Up Yours!

Oh, good grief!

Were I to ask you how many sexual partners you’ve had, you may well tell me. And, according to recent research, the same goes if I asked if you’d had an affair – or even any sexually transmitted diseases. But your income?

I don’t know what circles you move in, but the ones I move in would regard such questions highly impertinent. If you were fortunate, you would be advised to go forth and multiply.

Apparently, you are far more likely to fill me in on your STD history than your salary.

Really? Seriously? Either you are very strange or you know a lot of very strange people.

None of your business. That’s just too personal.

Indeed. All of the above is none of your business.

But how different things might be were we not so secretive about our salaries. If we were entirely open with everyone about what we earned, and if every business were required to publish details of what it paid to whom, I’m pretty sure we’d all benefit.

What I earn is my business and no one else’s and I intend to keep it that way. So go fuck yourself with the rough end of a pineapple wrapped in razor wire, you jumped-up little creep. It’s called privacy. Whatever people wish to keep private is up to them. We have no obligation to be transparent about anything. Government should be transparent to us, we have no reciprocal obligation. So fuck off.

7 Comments

  1. It’s almost as if these people are a totally different species from us isn’t it? Is it some form of exhibitionism wanting everyone to know even the messiest details of your life? Maybe it makes your existence seem less futile and pointless if every one knows everything about your income and your health issues.

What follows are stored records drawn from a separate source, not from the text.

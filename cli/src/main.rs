//! mkinds - driving adapter for matcher-kinds.
//!
//! Subcommands:
//! - `kinds` - list every matcher type with its code
//! - `schema` - print the schema descriptor for the `type` field
//! - `parse <literal>...` - resolve literals to canonical names
//! - `check <file>` - validate the matcher types of a JSON/YAML rule document

use std::path::Path;
use std::process;

use clap::{Parser, Subcommand};
use matcher_kinds::{parse_kind, supported_kinds, MatcherKindHolder, SchemaDescriptor};
use serde::Deserialize;
use tracing_subscriber::EnvFilter;

#[derive(Debug, Parser)]
#[command(name = "mkinds", version, about = "Inspect matcher types and validate rule documents")]
struct Cli {
    /// Log lookups at debug level (overrides RUST_LOG).
    #[arg(short, long, global = true)]
    verbose: bool,

    #[command(subcommand)]
    command: Command,
}

#[derive(Debug, Subcommand)]
enum Command {
    /// List supported matcher types, ascending by code.
    Kinds,
    /// Print the JSON schema fragment for the matcher `type` field.
    Schema,
    /// Resolve each literal to its canonical matcher type.
    Parse {
        /// Literals to resolve (case and surrounding whitespace are ignored).
        #[arg(required = true)]
        literals: Vec<String>,
    },
    /// Validate the matcher types of a rule document (.json, otherwise YAML).
    Check {
        /// Path to the rule document.
        path: String,
    },
}

fn main() {
    let cli = Cli::parse();
    init_tracing(cli.verbose);

    let result = match &cli.command {
        Command::Kinds => Ok(cmd_kinds()),
        Command::Schema => cmd_schema(),
        Command::Parse { literals } => cmd_parse(literals),
        Command::Check { path } => cmd_check(path),
    };

    match result {
        Ok(output) => print!("{output}"),
        Err(e) => {
            eprintln!("error: {e}");
            process::exit(1);
        }
    }
}

fn init_tracing(verbose: bool) {
    let filter = if verbose {
        EnvFilter::new("debug")
    } else {
        EnvFilter::try_from_default_env().unwrap_or_else(|_| EnvFilter::new("warn"))
    };
    tracing_subscriber::fmt()
        .with_env_filter(filter)
        .with_writer(std::io::stderr)
        .init();
}

// ═══════════════════════════════════════════════════════════════════════════════
// Commands
// ═══════════════════════════════════════════════════════════════════════════════

fn cmd_kinds() -> String {
    supported_kinds()
        .iter()
        .map(|kind| format!("{}\t{kind}\n", kind.code()))
        .collect()
}

fn cmd_schema() -> Result<String, String> {
    let descriptor = SchemaDescriptor::matcher_kind();
    serde_json::to_string_pretty(&descriptor)
        .map(|json| json + "\n")
        .map_err(|e| format!("failed to render schema: {e}"))
}

fn cmd_parse(literals: &[String]) -> Result<String, String> {
    let mut out = String::new();
    for literal in literals {
        let kind = parse_kind(literal).map_err(|e| e.to_string())?;
        out.push_str(kind.as_str());
        out.push('\n');
    }
    Ok(out)
}

fn cmd_check(path: &str) -> Result<String, String> {
    let content =
        std::fs::read_to_string(path).map_err(|e| format!("failed to read \"{path}\": {e}"))?;
    let documents = load_documents(path, &content)?;
    tracing::debug!(path, documents = documents.len(), "loaded rule document");

    let mut out = String::new();
    let mut index = 0usize;
    for document in &documents {
        for entry in &document.matchers {
            let kind = entry.kind.kind().map_err(|e| e.to_string())?;
            let name = entry.name.as_deref().unwrap_or("-");
            out.push_str(&format!("{index}\t{name}\t{kind}\n"));
            index += 1;
        }
    }
    Ok(out)
}

// ═══════════════════════════════════════════════════════════════════════════════
// Config loading
// ═══════════════════════════════════════════════════════════════════════════════

/// A rule document. Only each matcher's `type` (and optional `name`) is read here;
/// the remaining matcher fields belong to the rule engine.
#[derive(Debug, Deserialize)]
struct RuleDocument {
    matchers: Vec<MatcherEntry>,
}

#[derive(Debug, Deserialize)]
struct MatcherEntry {
    #[serde(rename = "type")]
    kind: MatcherKindHolder,
    #[serde(default)]
    name: Option<String>,
}

fn load_documents(path: &str, content: &str) -> Result<Vec<RuleDocument>, String> {
    let is_json = Path::new(path)
        .extension()
        .is_some_and(|ext| ext.eq_ignore_ascii_case("json"));

    if is_json {
        let document =
            serde_json::from_str(content).map_err(|e| format!("JSON parse error: {e}"))?;
        return Ok(vec![document]);
    }

    // Default to YAML (handles .yaml and .yml), one rule document per `---`
    serde_yaml::Deserializer::from_str(content)
        .map(|doc| RuleDocument::deserialize(doc).map_err(|e| format!("YAML parse error: {e}")))
        .collect()
}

  2. Most of my employment contracts explicitly forbade me from disclosing my salary and package and rightly so. Why would a Company make their negotiations harder and more expensive by allowing prospective hires to know the remuneration packages for others.

    • I once had to interview the public about their sex lives. I was dreading it but it was hilarious. Men couldn’t wait to talk about it and the elderly lady I had to find thought it was a hoot!

  3. You have to tell the taxman, and the mortgage/loan officers, and possibly others whose decisions might be affected by that knowledge. What’s the big deal if everybody knows? Government employees all have their salaries published, at least in some jurisdictions, and none of them have had heart attacks because of this loss of privacy. Why not ask what benefits might arise from it and then compare any psychological effects with those benefits?

    • Yes, I tell the HMRC. No one else needs to know because it is none of their goddamned business. And I don’t need a reason for that. I don’t go around snooping on what other people earn, so why should they want to know what I earn? It being none of their business. There are no benefits to everyone knowing my personal business. None whatsoever.